The murder of George Floyd and the vast racial inequities highlighted by the pandemic prompted us to take pause to listen, reflect and reexamine our work as a Foundation. We had many open discussions with our team, nonprofit partners and philanthropic colleagues, to better understand the needs of the community, how others were helping to advance equity through calls for systemic change and what we could do to be a part of the solution.
Transparency and Humility are two of our core values, so when we recognize that we have made mistakes or have fallen short as a funder, we admit it and do our best to quickly right the course. As we started to take a deeper look at our Foundation and grantmaking practices, we realized that equity was not always a primary focus – not because we did not think it was crucial, but because sometimes doing good just isn’t good enough. While we always fund in alignment with our mission to improve the quality of life for ALL residents at the Central Jersey Shore, we had to ask ourselves what we were truly doing to make that happen – for ALL.
In order to engage in deep transformative work as a Foundation, we knew we had to support learning at both the individual and organizational levels. From actively learning by gathering resources to attending racial equity trainings and joining task forces, we were embarking on a lifelong journey.
We won’t pretend to have the answers when it comes to helping eliminate structural racism and making the world a more just and equitable place. There are so many groups and organizations who have been engaged in this work for decades that we can learn a lot from. We started by consulting with Idea2Form (I2F) to develop a multi-dimensional Equity, Diversity and Inclusion strategy. Our I2F partners have years of experience creating social impact and advancing racial justice and have been a critical part of our work.
For us to really understand how we could make a significant impact, we started internally with a team survey and one-on-one interviews with our I2F partners. This process helped us to identify blinds spots and differences in how each of us understood issues related to equity, diversity and inclusion. Once we solidified our internal team groundwork, we surveyed regional nonprofits and community partners to identify:
We believe that it is not our Foundation that should be determining strategic priorities when it comes to EDI., but rather helping to uncover and support the work that needs to be done. Hearing from members of the community who are on the front lines every day is key.
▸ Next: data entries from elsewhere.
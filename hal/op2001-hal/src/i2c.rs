//! I2C bus abstractions
//!
//! The polled bus carries one fixed-size snapshot read per transaction. Only
//! the requester side is a trait; the responder is wired up per chip.

/// I2C bus master
pub trait I2cBus {
    /// Error type for I2C operations
    type Error;

    /// Read data from a device at the given address
    ///
    /// # Arguments
    /// * `address` - 7-bit I2C address
    /// * `buf` - Buffer to read into
    ///
    /// Returns the number of bytes the device actually delivered, which may
    /// be less than `buf.len()` if it stopped early.
    fn read(&mut self, address: u8, buf: &mut [u8]) -> Result<usize, Self::Error>;
}

/// I2C configuration
#[derive(Debug, Clone, Copy, PartialEq, Eq)]
#[cfg_attr(feature = "defmt", derive(defmt::Format))]
pub struct I2cConfig {
    /// Clock frequency in Hz
    pub frequency: u32,
}

impl Default for I2cConfig {
    fn default() -> Self {
        Self::STANDARD
    }
}

impl I2cConfig {
    /// Standard mode (100 kHz)
    pub const STANDARD: Self = Self { frequency: 100_000 };

    /// Fast mode (400 kHz)
    pub const FAST: Self = Self { frequency: 400_000 };
}
//! RP2040 GPIO wrappers

use embassy_rp::gpio::{Input, Output};
use op2001_hal::{InputPin, OutputPin};

/// Push-pull output implementing [`OutputPin`]
pub struct RpOutput<'d>(Output<'d>);

impl<'d> RpOutput<'d> {
    pub fn new(pin: Output<'d>) -> Self {
        Self(pin)
    }
}

impl OutputPin for RpOutput<'_> {
    fn set_high(&mut self) {
        self.0.set_high();
    }

    fn set_low(&mut self) {
        self.0.set_low();
    }
}

/// Input implementing [`InputPin`]
///
/// Still usable for async edge waits through [`RpInput::inner_mut`].
pub struct RpInput<'d>(Input<'d>);

impl<'d> RpInput<'d> {
    pub fn new(pin: Input<'d>) -> Self {
        Self(pin)
    }

    pub fn inner_mut(&mut self) -> &mut Input<'d> {
        &mut self.0
    }
}

impl InputPin for RpInput<'_> {
    fn is_high(&self) -> bool {
        self.0.is_high()
    }
}
//! OP-2001 audio node
//!
//! Polls the encoder board's snapshot over I2C, programs the synthesis
//! voices from the first three encoders, and relays every change to the
//! display node as serial frames.

#![no_std]
#![no_main]

use core::convert::Infallible;

use defmt::*;
use embassy_executor::Spawner;
use embassy_rp::bind_interrupts;
use embassy_rp::i2c::{self, Blocking, I2c};
use embassy_rp::peripherals::{I2C0, UART0};
use embassy_rp::uart::{BufferedInterruptHandler, BufferedUartTx, Config as UartConfig, Uart};
use embassy_time::{Duration, Ticker};
use op2001_core::config::{parse_config, NodeConfig};
use op2001_core::traits::{set_voice_frequency, RegisterWriter, Voice};
use op2001_core::{InputSink, LinkStats, MAX_CHANNELS};
use op2001_drivers::{BusPoller, SerialRelay};
use op2001_hal::i2c::I2cConfig;
use op2001_hal_rp2040::{RpI2cBus, RpUartTx};
use static_cell::StaticCell;
use {defmt_rtt as _, panic_probe as _};

bind_interrupts!(struct Irqs {
    UART0_IRQ => BufferedInterruptHandler<UART0>;
});

/// Embedded configuration, validated by build.rs
const EMBEDDED_CONFIG: &str = include_str!("../node.toml");

/// Sound chip select for the voice registers
const SOUND_CHIP: u8 = 0;

/// Cycles between link statistics reports
const STATS_EVERY: u32 = 250;

static TX_BUF: StaticCell<[u8; 256]> = StaticCell::new();
static RX_BUF: StaticCell<[u8; 16]> = StaticCell::new();

/// Register writer reporting on the defmt log
///
/// The chip bus itself is driven by the synthesis engine, outside this
/// firmware.
struct LogChip;

impl RegisterWriter for LogChip {
    type Error = Infallible;

    fn write_register(&mut self, chip: u8, address: u8, value: u8) -> Result<(), Infallible> {
        trace!("chip {} reg {=u8:#04x} <- {=u8:#04x}", chip, address, value);
        Ok(())
    }
}

#[embassy_executor::main]
async fn main(spawner: Spawner) {
    info!("OP-2001 audio node starting...");

    let p = embassy_rp::init(Default::default());

    let config = match parse_config(EMBEDDED_CONFIG) {
        Ok(config) => config,
        Err(e) => {
            warn!("Embedded config rejected ({:?}), using defaults", e);
            NodeConfig::default()
        }
    };

    // Serial link to the display node (GPIO0 TX, GPIO1 RX)
    let mut uart_config = UartConfig::default();
    uart_config.baudrate = config.serial.baudrate;

    let tx_buf = TX_BUF.init([0u8; 256]);
    let rx_buf = RX_BUF.init([0u8; 16]);
    let uart = Uart::new_blocking(p.UART0, p.PIN_0, p.PIN_1, uart_config);
    let uart = uart.into_buffered(Irqs, tx_buf, rx_buf);
    let (tx, _rx) = uart.split();

    // Encoder board bus (GPIO5 SCL, GPIO4 SDA)
    let mut i2c_config = i2c::Config::default();
    i2c_config.frequency = I2cConfig::STANDARD.frequency;
    let i2c = I2c::new_blocking(p.I2C0, p.PIN_5, p.PIN_4, i2c_config);

    spawner.spawn(relay_task(i2c, tx, config)).unwrap();
}

/// Poll, program voices, relay
#[embassy_executor::task]
async fn relay_task(i2c: I2c<'static, I2C0, Blocking>, tx: BufferedUartTx, config: NodeConfig) {
    info!(
        "Relay task started (address {=u8:#x}, every {} ms)",
        config.bus.address, config.bus.poll_interval_ms
    );

    let mut bus = RpI2cBus::new(i2c);
    let mut tx = RpUartTx::new(tx);
    let poller = BusPoller::new(config.bus.address);
    let relay = SerialRelay::new();
    let mut sink = InputSink::<MAX_CHANNELS>::with_channels(usize::from(config.inputs.channels));
    let mut stats = LinkStats::new();
    let mut chip = LogChip;
    let mut ticker = Ticker::every(Duration::from_millis(u64::from(config.bus.poll_interval_ms)));
    let mut cycles = 0u32;

    loop {
        ticker.next().await;

        match poller.poll(&mut bus, &mut sink, &mut stats) {
            Ok(0) => {}
            Ok(changed) => {
                debug!("{} channel(s) changed", changed);
                for (voice, encoder) in [(Voice::One, 0), (Voice::Two, 1), (Voice::Three, 2)] {
                    let _ = set_voice_frequency(&mut chip, SOUND_CHIP, voice, sink.encoder_value(encoder));
                }
            }
            Err(e) => warn!("Bus transaction failed: {:?}", e),
        }

        // Includes changes left pending by a failed write last cycle
        if sink.has_changes() {
            match relay.forward(&mut tx, &mut sink) {
                Ok(frames) => trace!("Relayed {} frame(s)", frames),
                Err(e) => warn!("Serial relay failed: {:?}", e),
            }
        }

        cycles = cycles.wrapping_add(1);
        if cycles % STATS_EVERY == 0 {
            info!("Link stats: {:?}", stats);
        }
    }
}
//! Buffered UART wrappers
//!
//! `embassy_rp::uart::BufferedUartRx`/`BufferedUartTx` fill and drain a ring
//! buffer from the UART interrupt. The wrappers here expose it through the
//! `op2001-hal` traits: reads never block, and only bytes already buffered
//! are returned.

use embedded_io::{Read, ReadReady, Write};
use op2001_hal::{UartRx, UartTx};

/// Non-blocking receive half
pub struct RpUartRx<R> {
    inner: R,
}

impl<R> RpUartRx<R>
where
    R: Read + ReadReady,
{
    pub fn new(inner: R) -> Self {
        Self { inner }
    }
}

impl<R> UartRx for RpUartRx<R>
where
    R: Read + ReadReady,
{
    type Error = R::Error;

    fn try_read_byte(&mut self) -> Result<Option<u8>, Self::Error> {
        if !self.inner.read_ready()? {
            return Ok(None);
        }
        let mut byte = [0u8; 1];
        match self.inner.read(&mut byte)? {
            0 => Ok(None),
            _ => Ok(Some(byte[0])),
        }
    }
}

/// Transmit half
pub struct RpUartTx<W> {
    inner: W,
}

impl<W: Write> RpUartTx<W> {
    pub fn new(inner: W) -> Self {
        Self { inner }
    }
}

impl<W: Write> UartTx for RpUartTx<W> {
    type Error = W::Error;

    fn write_blocking(&mut self, data: &[u8]) -> Result<(), Self::Error> {
        self.inner.write_all(data)
    }

    fn flush(&mut self) -> Result<(), Self::Error> {
        self.inner.flush()
    }
}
From the survey responses, we learned that 96% identified diversity as extremely important, 81% grapple with issues of diversity in their day-to-day and 43% said they did not know of any current EDI projects taking place in the community. After carefully analyzing survey responses, three core strategies for change were chosen, inspired by the insight of our nonprofit and community partners:
The next step to deepening our work was holding three focus groups which were led by our I2F partners. The goal of the focus groups was to fully engage with participants and receive comments in a feedforward manner regarding the three EDI pillars we unearthed from our survey. Feedforward is the process of replacing positive or negative feedback with future-oriented solutions. We received honest and valuable information during these sessions and will be using it to move forward and create working groups in the near future.
Our Equity, Diversity and Inclusion Vision
As we work towards the ultimate impact of our equity, diversity and inclusion strategy, we envision:
We vow to stay committed to making our community a more equitable place and will ensure our partners share in this commitment. We know that change is an ongoing process and everyone is beginning their EDI journey at a different point, so we pledge to meet people where they are while remaining a fierce advocate for equity.
Our Equity, Diversity and Inclusion Commitments
As we work to integrate EDI principles into our current and future grantmaking and Foundation operations, we will focus on the following five commitments:
We will not be doing this work alone. Our goal is to partner with those working to build more diverse and inclusive organizations and communities.
One of our first projects in this space was convening higher education partners from Monmouth University, Georgian Court University, Brookdale Community College and Ocean County College to create the Monmouth University Social Justice Academy. The collective goal is to foster educational equity by bringing a four year Social Justice Academy to support participating K-12 school systems at the Central Jersey Shore. The academy kicked off in July 2021 with a year-long professional development series, including seminars and lectures led by experts in equity, diversity, and inclusion, and a two-week inaugural summer workshop to establish a strong experiential foundation for the program. You can learn more by visiting the Monmouth University Social Justice Academy website.
Our EDI Strategy is not a band-aid solution, nor is it just an “on the surface” change. This is a forever journey that will be integrated into all we do at the Grunin Foundation. This is a chance to do better, to truly live into our mission of making the quality of life better for ALL residents of the Central Jersey Shore. And, in staying committed to our Transparency value, you will see changes and updates to our website, including our EDI framework and coming soon, information about how our projects align with our EDI commitments.
We believe it is essential to our mission to find meaningful ways to ensure equity, diversity, and inclusion in everything we do. As we strive to become a better funder, we pledge to co-learn and work with our partners, colleagues, and communities to help break down barriers, uplift marginalized voices, celebrate diversity, and champion a more just and equitable society.